Wifatch and Cheese, Malware Vigilantes

Source: Pixabay.

While the concept of good bacteria isn’t all that revolutionary – Lactobacillus casei, a type of bacteria that lives in the human intestine and mouth, birthed an entire industry of pro-biotic dairy products – the idea of friendly malware is a little harder to swallow; after all, there can’t be many things more malevolent than trojans that let hackers in, keyboard loggers that steal bank details, and viruses that exist solely to devour hard drives.

“Good” malware is a very real – if rare – phenomenon though.

Wifatch

Back in October 2015, a complex virus was discovered infecting routers by security researchers. Dubbed Wifatch, the malware had the usual characteristics of a virus, resisting deletion and dismantling but, instead of causing damage, Wifatch removed any malware infecting the host device and closed a communication protocol to prevent anything else getting in. Finally, Wifatch left a message – change your password.

The fact that Wifatch went after routers is interesting. Internet-enabled devices like baby monitors, wireless printers, and even some fridges are the primary components of a botnet like Mirai, which recruits machines infected with a certain trojan and forces them to flood internet services with traffic, knocking them offline. Known as a Distributed Denial of Service (DDoS) attack, Mirai’s handiwork took down half the internet last year.

Source: Pixabay.

Load Balancers

DDoS attacks are occurring with increasing regularity (Q2 2016 experienced 75% more attacks than the same period in 2015) so the appearance of Wifatch as a surrogate for user prudence isn’t all that surprising. The key to the rise of DDoS attacks is accessibility. The source code for Mirai is available freely (and for free) online and criminals with relevant hacking skills can be hired on the dark web for just a few dollars.

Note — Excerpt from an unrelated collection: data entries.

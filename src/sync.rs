//! # Sync Orchestrator
//!
//! ## Responsibility
//! Drive one reconciliation cycle for the current month: read credentials
//! and mappings from the [`KvStore`], pull each configured provider through a
//! read-through cache, merge with calendar counts and the previously
//! persisted record, and persist the result.
//!
//! ## State machine
//! ```text
//! Uninitialized ──initialize()──► Initialized ──sync_all()──► Syncing ──► Idle
//!                                                               ▲           │
//!                                                               └─sync_all()┘
//! ```
//!
//! ## Guarantees
//! - Providers are synced one after the other (CRM, then ATS), each through
//!   its single owned client, so request spacing is never shared.
//! - A provider failure never escapes [`SyncOrchestrator::sync_all`]; it is
//!   recorded in that provider's [`SyncStatus`] and the cycle falls back to
//!   the stale cache payload, then to the prior record.
//! - A cached payload younger than the TTL is served without any request;
//!   one exactly TTL old is refetched.
//! - The monthly record is written only after a successful merge.

use std::collections::BTreeMap;
use std::future::Future;
use std::sync::Arc;
use std::time::Duration;

use chrono::{DateTime, Utc};
use serde::de::DeserializeOwned;
use serde::Serialize;
use tracing::{debug, info, warn};

use crate::calendar::{month_key, month_range};
use crate::clock::{Clock, SystemClock};
use crate::error::{FunnelError, Result};
use crate::merge::merge;
use crate::providers::pipeline::StageClasses;
use crate::providers::{
    ApiFactory, AtsApi, AtsJob, CrmApi, CrmProject, OutreachAdapter, OutreachCounts, PipelineAdapter,
    PipelineCounts, RoleMapping,
};
use crate::record::{CachedSyncResult, Metric, MonthlyFunnelRecord, ProviderId, RoleCounts, SyncStatus};
use crate::store::{keys, load, save, KvStore};

/// Default age at which cached provider payloads expire.
pub const DEFAULT_CACHE_TTL: Duration = Duration::from_secs(60 * 60);

#[derive(Debug, Clone, Copy, PartialEq, Eq)]
pub enum SyncState {
    Uninitialized,
    Initialized,
    Syncing,
    Idle,
}

/// A configured provider: its adapter plus the credential it was built with.
struct Slot<A> {
    api_key: String,
    adapter: A,
}

type CrmSlot = Slot<OutreachAdapter<Box<dyn CrmApi>>>;
type AtsSlot = Slot<PipelineAdapter<Box<dyn AtsApi>>>;

pub struct SyncOrchestrator {
    store: Arc<dyn KvStore>,
    clock: Arc<dyn Clock>,
    factory: Box<dyn ApiFactory>,
    cache_ttl: Duration,
    crm: Option<CrmSlot>,
    ats: Option<AtsSlot>,
    statuses: BTreeMap<ProviderId, SyncStatus>,
    calendar_connected: bool,
    state: SyncState,
}

impl SyncOrchestrator {
    /// Wall-clock time and a one-hour cache TTL.
    pub fn new(store: Arc<dyn KvStore>, factory: Box<dyn ApiFactory>) -> Self {
        Self {
            store,
            clock: Arc::new(SystemClock),
            factory,
            cache_ttl: DEFAULT_CACHE_TTL,
            crm: None,
            ats: None,
            statuses: BTreeMap::new(),
            calendar_connected: false,
            state: SyncState::Uninitialized,
        }
    }

    pub fn with_clock(mut self, clock: Arc<dyn Clock>) -> Self {
        self.clock = clock;
        self
    }

    pub fn with_cache_ttl(mut self, ttl: Duration) -> Self {
        self.cache_ttl = ttl;
        self
    }

    pub fn state(&self) -> SyncState {
        self.state
    }

    pub fn calendar_connected(&self) -> bool {
        self.calendar_connected
    }

    /// Status of every configured provider.
    pub fn sync_status(&self) -> BTreeMap<ProviderId, SyncStatus> {
        self.statuses.clone()
    }

    /// Read credentials and the calendar flag, then build or drop each
    /// provider adapter to match. Safe to call repeatedly; an adapter whose
    /// credential is unchanged is kept along with its request spacing.
    pub async fn initialize(&mut self) -> Result<()> {
        let crm_key = read_credential(self.store.as_ref(), keys::CRM_API_KEY).await?;
        let ats_key = read_credential(self.store.as_ref(), keys::ATS_API_KEY).await?;
        self.calendar_connected = load::<bool>(self.store.as_ref(), keys::CALENDAR_CONNECTED)
            .await?
            .unwrap_or(false);

        match crm_key {
            Some(key) if self.crm.as_ref().is_some_and(|s| s.api_key == key) => {}
            Some(key) => {
                let adapter = OutreachAdapter::new(self.factory.crm(&key));
                self.crm = Some(Slot { api_key: key, adapter });
                self.statuses.entry(ProviderId::Crm).or_default();
            }
            None => {
                self.crm = None;
                self.statuses.remove(&ProviderId::Crm);
            }
        }

        match ats_key {
            Some(key) if self.ats.as_ref().is_some_and(|s| s.api_key == key) => {}
            Some(key) => {
                let adapter = PipelineAdapter::new(self.factory.ats(&key));
                self.ats = Some(Slot { api_key: key, adapter });
                self.statuses.entry(ProviderId::Ats).or_default();
            }
            None => {
                self.ats = None;
                self.statuses.remove(&ProviderId::Ats);
            }
        }

        if self.state == SyncState::Uninitialized {
            self.state = SyncState::Initialized;
        }
        info!(
            target: "funnel_sync::sync",
            crm = self.crm.is_some(),
            ats = self.ats.is_some(),
            calendar = self.calendar_connected,
            "orchestrator initialized"
        );
        Ok(())
    }

    /// Run one reconciliation cycle for the current month and return the
    /// merged record. Initializes first when needed.
    ///
    /// Errors only when the store itself fails; provider failures are
    /// reported through [`SyncOrchestrator::sync_status`].
    pub async fn sync_all(&mut self, calendar_counts: &RoleCounts) -> Result<MonthlyFunnelRecord> {
        if self.state == SyncState::Uninitialized {
            self.initialize().await?;
        }
        self.state = SyncState::Syncing;
        let outcome = self.run_cycle(calendar_counts).await;
        self.state = SyncState::Idle;
        outcome
    }

    async fn run_cycle(&mut self, calendar_counts: &RoleCounts) -> Result<MonthlyFunnelRecord> {
        let now = self.clock.now();
        let range = month_range(now);
        let month = month_key(now.date_naive());
        let record_key = keys::monthly_record(&month);
        let store = Arc::clone(&self.store);

        let prior: MonthlyFunnelRecord = load(store.as_ref(), &record_key).await?.unwrap_or_default();

        let mut crm_counts: Option<OutreachCounts> = None;
        if let Some(slot) = self.crm.as_mut() {
            let adapter = &mut slot.adapter;
            let fetch = async {
                let mapping: RoleMapping = load(store.as_ref(), keys::CRM_PROJECT_ROLES).await?.unwrap_or_default();
                adapter.count_activity(&mapping, &range).await
            };
            let (payload, status) =
                read_through(store.as_ref(), ProviderId::Crm, &month, now, self.cache_ttl, fetch).await;
            self.statuses.insert(ProviderId::Crm, status);
            crm_counts = payload;
        }

        let mut ats_counts: Option<PipelineCounts> = None;
        if let Some(slot) = self.ats.as_mut() {
            let adapter = &mut slot.adapter;
            let fetch = async {
                let jobs: RoleMapping = load(store.as_ref(), keys::ATS_JOB_ROLES).await?.unwrap_or_default();
                let stages: StageClasses = load(store.as_ref(), keys::ATS_STAGE_CLASSES).await?.unwrap_or_default();
                adapter.count_pipeline(&jobs, &stages, &range).await
            };
            let (payload, status) =
                read_through(store.as_ref(), ProviderId::Ats, &month, now, self.cache_ttl, fetch).await;
            self.statuses.insert(ProviderId::Ats, status);
            ats_counts = payload;
        }

        let merged = merge(&prior, crm_counts.as_ref(), ats_counts.as_ref(), calendar_counts);
        save(store.as_ref(), &record_key, &merged).await?;

        info!(
            target: "funnel_sync::sync",
            month = %month,
            crm = crm_counts.is_some(),
            ats = ats_counts.is_some(),
            calendar_roles = calendar_counts.len(),
            "monthly record merged"
        );
        Ok(merged)
    }

    /// Add hand-entered activity to the current month's record.
    pub async fn log_manual(&self, metric: Metric, role: &str, count: u32) -> Result<MonthlyFunnelRecord> {
        let month = month_key(self.clock.now().date_naive());
        let key = keys::monthly_record(&month);
        let mut record: MonthlyFunnelRecord = load(self.store.as_ref(), &key).await?.unwrap_or_default();
        record.log_manual(metric, role, count);
        save(self.store.as_ref(), &key, &record).await?;
        info!(target: "funnel_sync::sync", %metric, role, count, month = %month, "manual activity logged");
        Ok(record)
    }

    /// Classify every ATS interview stage heuristically and store the result
    /// as the stage-class mapping. Existing entries are kept.
    pub async fn refresh_stage_classes(&mut self) -> Result<StageClasses> {
        let Some(slot) = self.ats.as_mut() else {
            return Err(FunnelError::Configuration("ATS credential is not set".to_string()));
        };
        let suggested = slot.adapter.suggest_stage_classes().await;
        let mut classes: StageClasses = load(self.store.as_ref(), keys::ATS_STAGE_CLASSES)
            .await?
            .unwrap_or_default();
        for (stage, class) in suggested {
            classes.entry(stage).or_insert(class);
        }
        save(self.store.as_ref(), keys::ATS_STAGE_CLASSES, &classes).await?;
        Ok(classes)
    }

    /// CRM projects available for mapping; empty when the CRM is not configured.
    pub async fn crm_projects(&mut self) -> Vec<CrmProject> {
        match self.crm.as_mut() {
            Some(slot) => slot.adapter.projects().await,
            None => Vec::new(),
        }
    }

    /// ATS jobs available for mapping; empty when the ATS is not configured.
    pub async fn ats_jobs(&mut self) -> Vec<AtsJob> {
        match self.ats.as_mut() {
            Some(slot) => slot.adapter.jobs().await,
            None => Vec::new(),
        }
    }
}

async fn read_credential(store: &dyn KvStore, key: &str) -> Result<Option<String>> {
    let value: Option<String> = load(store, key).await?;
    Ok(value.map(|v| v.trim().to_string()).filter(|v| !v.is_empty()))
}

/// Serve `provider`'s cached payload for `month` while it is younger than
/// `ttl`; otherwise run `fetch`, caching a success. A failed fetch falls back
/// to whatever payload is cached, however old.
async fn read_through<T, F>(
    store: &dyn KvStore,
    provider: ProviderId,
    month: &str,
    now: DateTime<Utc>,
    ttl: Duration,
    fetch: F,
) -> (Option<T>, SyncStatus)
where
    T: Serialize + DeserializeOwned,
    F: Future<Output = Result<T>>,
{
    let key = keys::sync_cache(provider, month);
    let cached: Option<CachedSyncResult<T>> = match load(store, &key).await {
        Ok(c) => c,
        Err(e) => {
            warn!(target: "funnel_sync::sync", %provider, error = %e, "unreadable cache entry ignored");
            None
        }
    };

    let cached = match cached {
        Some(entry) if is_fresh(entry.last_sync, now, ttl) => {
            debug!(target: "funnel_sync::sync", %provider, last_sync = %entry.last_sync, "serving cached payload");
            let status = SyncStatus {
                connected: true,
                last_sync: Some(entry.last_sync),
                error: None,
            };
            return (Some(entry.payload), status);
        }
        other => other,
    };

    match fetch.await {
        Ok(payload) => {
            let entry = CachedSyncResult { last_sync: now, payload };
            if let Err(e) = save(store, &key, &entry).await {
                warn!(target: "funnel_sync::sync", %provider, error = %e, "could not write cache entry");
            }
            info!(target: "funnel_sync::sync", %provider, "provider synced");
            let status = SyncStatus {
                connected: true,
                last_sync: Some(now),
                error: None,
            };
            (Some(entry.payload), status)
        }
        Err(e) => {
            warn!(
                target: "funnel_sync::sync",
                %provider,
                error = %e,
                stale_cache = cached.is_some(),
                "provider sync failed"
            );
            let status = SyncStatus {
                connected: false,
                last_sync: cached.as_ref().map(|c| c.last_sync),
                error: Some(e.to_string()),
            };
            (cached.map(|c| c.payload), status)
        }
    }
}

/// Fresh while strictly younger than `ttl`. Entries stamped in the future
/// (clock moved backwards) count as age zero.
fn is_fresh(last_sync: DateTime<Utc>, now: DateTime<Utc>, ttl: Duration) -> bool {
    let age = now.signed_duration_since(last_sync).to_std().unwrap_or(Duration::ZERO);
    age < ttl
}

#[cfg(test)]
mod tests {
    use super::*;
    use crate::store::MemoryStore;
    use chrono::TimeZone;

    fn t0() -> DateTime<Utc> {
        Utc.with_ymd_and_hms(2026, 10, 16, 9, 0, 0).unwrap()
    }

    #[test]
    fn test_is_fresh_boundary() {
        let ttl = Duration::from_secs(3600);
        assert!(is_fresh(t0(), t0(), ttl));
        assert!(is_fresh(t0(), t0() + chrono::Duration::seconds(3599), ttl));
        assert!(!is_fresh(t0(), t0() + chrono::Duration::seconds(3600), ttl));
        assert!(is_fresh(t0() + chrono::Duration::seconds(60), t0(), ttl));
    }

    #[tokio::test]
    async fn test_read_through_caches_success() {
        let store = MemoryStore::new();
        let (payload, status) =
            read_through(&store, ProviderId::Crm, "2026-10", t0(), DEFAULT_CACHE_TTL, async { Ok(7u32) }).await;
        assert_eq!(payload, Some(7));
        assert!(status.connected);
        assert_eq!(status.last_sync, Some(t0()));

        // Fresh entry: the fetch future is never polled.
        let later = t0() + chrono::Duration::minutes(30);
        let (payload, status) = read_through(&store, ProviderId::Crm, "2026-10", later, DEFAULT_CACHE_TTL, async {
            Err::<u32, _>(FunnelError::Configuration("unreachable".into()))
        })
        .await;
        assert_eq!(payload, Some(7));
        assert_eq!(status.last_sync, Some(t0()));
        assert!(status.error.is_none());
    }

    #[tokio::test]
    async fn test_read_through_stale_fallback_on_failure() {
        let store = MemoryStore::new();
        let _ = read_through(&store, ProviderId::Ats, "2026-10", t0(), DEFAULT_CACHE_TTL, async { Ok(3u32) }).await;

        let later = t0() + chrono::Duration::hours(2);
        let (payload, status) = read_through(&store, ProviderId::Ats, "2026-10", later, DEFAULT_CACHE_TTL, async {
            Err::<u32, _>(FunnelError::Auth { provider: "ats".into(), status: 401 })
        })
        .await;
        assert_eq!(payload, Some(3));
        assert!(!status.connected);
        assert!(status.error.unwrap().contains("401"));
    }

    #[tokio::test]
    async fn test_read_through_no_cache_no_data() {
        let store = MemoryStore::new();
        let (payload, status) = read_through(&store, ProviderId::Crm, "2026-10", t0(), DEFAULT_CACHE_TTL, async {
            Err::<u32, _>(FunnelError::Configuration("no CRM projects are mapped to roles".into()))
        })
        .await;
        assert!(payload.is_none());
        assert!(!status.connected);
        assert!(status.last_sync.is_none());
    }
}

The previous in mind, DDoS protection is one of the primary concerns of security companies; load balancer services exist to distribute traffic across servers, redirecting visitors to healthy servers in the event of service disruption, for whatever reason that happens. Services like web application firewalls have also moved aspects of DDoS protection into the cloud to create a barrier between critical services and malicious traffic. But does friendly malware have a role to play in future DDoS prevention too?

Cheese Worm

Wifatch has a predecessor in 2001’s Cheese, a self-spreading Linux worm that chased the malicious 1i0n worm around the internet. The latter piece of malware emailed criminals the location of backdoors it opened in infected machines so that they could be broken into; Cheese simply “patched” the vulnerabilities out before scanning for other compromised machines nearby. It too carried a message, being “written to try and do some good”.

Source: Pexels.

Sending a computer worm out on a crusade to rid the internet of all its evils sounds like a good thing but, in every case, there’s a moral issue. Imagine for example that somebody breaks into a house to fix a broken boiler; the intention is good but it’s still an intrusion – and a crime. Wifatch and Cheese assume consent simply because they mean no harm. Given that similar viruses report people to the authorities for possessing certain files, well-meaning malware is probably closer to vigilantism than a cyber police force.

There’s an obvious conversation to be had around good malware, especially as a cost-effective way to free devices from botnets or stop them getting snared in the first place, but does reducing the strength of DDoS attacks make up for the inevitable privacy violations?